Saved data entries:
Start of Block
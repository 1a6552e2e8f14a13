//! Network-wide contract implementation whitelist.

use std::collections::{BTreeSet, HashMap};

use tracing::{debug, warn};
use vault_types::{AttachmentId, ContractClassName, Version, DEFAULT_VERSION};

/// Ordered allow-lists of attachments per contract class name.
///
/// Position in a contract's list implies a version: the first entry is
/// version 1, the second version 2, and so on.
pub trait ContractWhitelist: Send + Sync {
    fn allowed(&self, contract: &str) -> Vec<AttachmentId>;
}

/// Whitelist held in memory, typically loaded from network parameters.
#[derive(Clone, Debug, Default)]
pub struct StaticWhitelist {
    entries: HashMap<ContractClassName, Vec<AttachmentId>>,
}

impl StaticWhitelist {
    pub fn new() -> Self {
        Self::default()
    }

    pub fn with(mut self, contract: impl Into<ContractClassName>, ids: Vec<AttachmentId>) -> Self {
        self.entries.insert(contract.into(), ids);
        self
    }
}

impl ContractWhitelist for StaticWhitelist {
    fn allowed(&self, contract: &str) -> Vec<AttachmentId> {
        self.entries.get(contract).cloned().unwrap_or_default()
    }
}

/// Effective version of an attachment.
///
/// An archive that declares only the default version is promoted to the
/// highest whitelist position (1-based) it holds among its contracts.
pub fn infer_version(
    whitelist: &dyn ContractWhitelist,
    id: &AttachmentId,
    contracts: &[ContractClassName],
    declared: Version,
) -> Version {
    if declared != DEFAULT_VERSION {
        return declared;
    }
    let candidates: BTreeSet<Version> = contracts
        .iter()
        .filter_map(|contract| {
            whitelist
                .allowed(contract)
                .iter()
                .position(|allowed| allowed == id)
        })
        .map(|position| position as Version + 1)
        .collect();
    let Some(&max) = candidates.last() else {
        return declared;
    };
    if max <= declared {
        return declared;
    }
    if candidates.len() > 1 {
        warn!(%id, from = declared, to = max, ?candidates, "whitelist positions disagree; using highest version");
    } else {
        debug!(%id, from = declared, to = max, "version inferred from whitelist position");
    }
    max
}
End of Block
[What to produce]:
The lines above, from the first through the one containing "2, and so on.", must be restated word for word, with nothing added.

[Task result]:
repository 1a6552e2e8f14a13
//! Network-wide contract implementation whitelist.

use std::collections::{BTreeSet, HashMap};

use tracing::{debug, warn};
use vault_types::{AttachmentId, ContractClassName, Version, DEFAULT_VERSION};

/// Ordered allow-lists of attachments per contract class name.
///
/// Position in a contract's list implies a version: the first entry is
/// version 1, the second version 2, and so on.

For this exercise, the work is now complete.